### Work instruction
The lines to repeat are those below from the one containing "for an empty" down to the one containing "if let Some(name) = &self.persona", both included; reproduce them exactly and nothing else.

### Record set
--*--
use std::path::PathBuf;

use clap::Parser;

pub mod global;
pub mod root_commands;
pub mod subcommands;

pub use global::{GlobalFlags, OutputFormat};
pub use root_commands::Commands;

/// Top-level CLI parser for the `git-keys` binary.
#[derive(Debug, Parser)]
#[command(
    name = "git-keys",
    version,
    about = "Per-identity SSH keys across GitHub and GitLab"
)]
pub struct Cli {
    #[command(subcommand)]
    pub command: Commands,

    /// Output format: json, table, raw
    #[arg(short, long, global = true, default_value = "table")]
    pub format: OutputFormat,

    /// Quiet mode (errors only)
    #[arg(short, long, global = true)]
    pub quiet: bool,

    /// Verbose mode (debug logging)
    #[arg(short, long, global = true)]
    pub verbose: bool,

    /// Settings file layered above ~/.config/git-keys/config.toml
    #[arg(short, long, global = true)]
    pub config: Option<PathBuf>,
}

impl Cli {
    /// Extract ergonomic global flags struct for command handlers.
    #[must_use]
    pub fn global_flags(&self) -> GlobalFlags {
        GlobalFlags {
            format: self.format,
            quiet: self.quiet,
            verbose: self.verbose,
            config: self.config.clone(),
        }
    }
}
//! Which (persona, platform) pairs a saga acts on.

use gk_core::{DeclaredConfig, Persona, Platform, PlatformKind};
use serde::Serialize;

use crate::error::LifecycleError;

/// Filter given on the command line. Persona and platform combine with AND.
#[derive(Debug, Clone, Default, PartialEq, Eq)]
pub struct Selection {
    pub persona: Option<String>,
    pub platform: Option<PlatformKind>,
    pub all: bool,
}

impl Selection {
    #[must_use]
    pub fn all() -> Self {
        Self {
            all: true,
            ..Self::default()
        }
    }

    #[must_use]
    pub const fn is_empty(&self) -> bool {
        !self.all && self.persona.is_none() && self.platform.is_none()
    }

    #[must_use]
    pub fn matches(&self, persona: &Persona, platform: &Platform) -> bool {
        self.persona.as_deref().is_none_or(|name| name == persona.name)
            && self.platform.is_none_or(|kind| kind == platform.kind)
    }

    /// Indices of matching pairs, in declaration order.
    ///
    /// # Errors
    ///
    /// [`LifecycleError::EmptySelection`] for an empty filter,
    /// [`LifecycleError::PersonaNotFound`] for an unknown persona.
    pub fn resolve(&self, config: &DeclaredConfig) -> Result<Vec<PairRef>, LifecycleError> {
        if self.is_empty() {
            return Err(LifecycleError::EmptySelection);
        }
        if let Some(name) = &self.persona
            && config.persona(name).is_none()
        {
            return Err(LifecycleError::PersonaNotFound(name.clone()));
        }
        Ok(pairs(config)
            .filter(|pair| {
                let persona = &config.personas[pair.persona];
                self.matches(persona, &persona.platforms[pair.platform])
            })
            .collect())
    }
}

/// Position of a platform inside the declared model.
#[derive(Debug, Clone, Copy, PartialEq, Eq)]
pub struct PairRef {
    pub persona: usize,
    pub platform: usize,
}

/// Every pair in declaration order.
pub fn pairs(config: &DeclaredConfig) -> impl Iterator<Item = PairRef> + '_ {
    config.personas.iter().enumerate().flat_map(|(pi, persona)| {
        (0..persona.platforms.len()).map(move |qi| PairRef {
            persona: pi,
            platform: qi,
        })
    })
}

/// Human label for report lines.
#[derive(Debug, Clone, PartialEq, Eq, Serialize)]
pub struct PairLabel {
    pub persona: String,
    pub platform: PlatformKind,
    pub account: String,
}

impl PairLabel {
    #[must_use]
    pub fn of(persona: &Persona, platform: &Platform) -> Self {
        Self {
            persona: persona.name.clone(),
            platform: platform.kind,
            account: platform.account.clone(),
        }
    }
}

impl std::fmt::Display for PairLabel {
    fn fmt(&self, f: &mut std::fmt::Formatter<'_>) -> std::fmt::Result {
        write!(f, "{}/{}/{}", self.persona, self.platform, self.account)
    }
}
--*--
### Response area
    /// [`LifecycleError::EmptySelection`] for an empty filter,
    /// [`LifecycleError::PersonaNotFound`] for an unknown persona.
    pub fn resolve(&self, config: &DeclaredConfig) -> Result<Vec<PairRef>, LifecycleError> {
        if self.is_empty() {
            return Err(LifecycleError::EmptySelection);
        }
        if let Some(name) = &self.persona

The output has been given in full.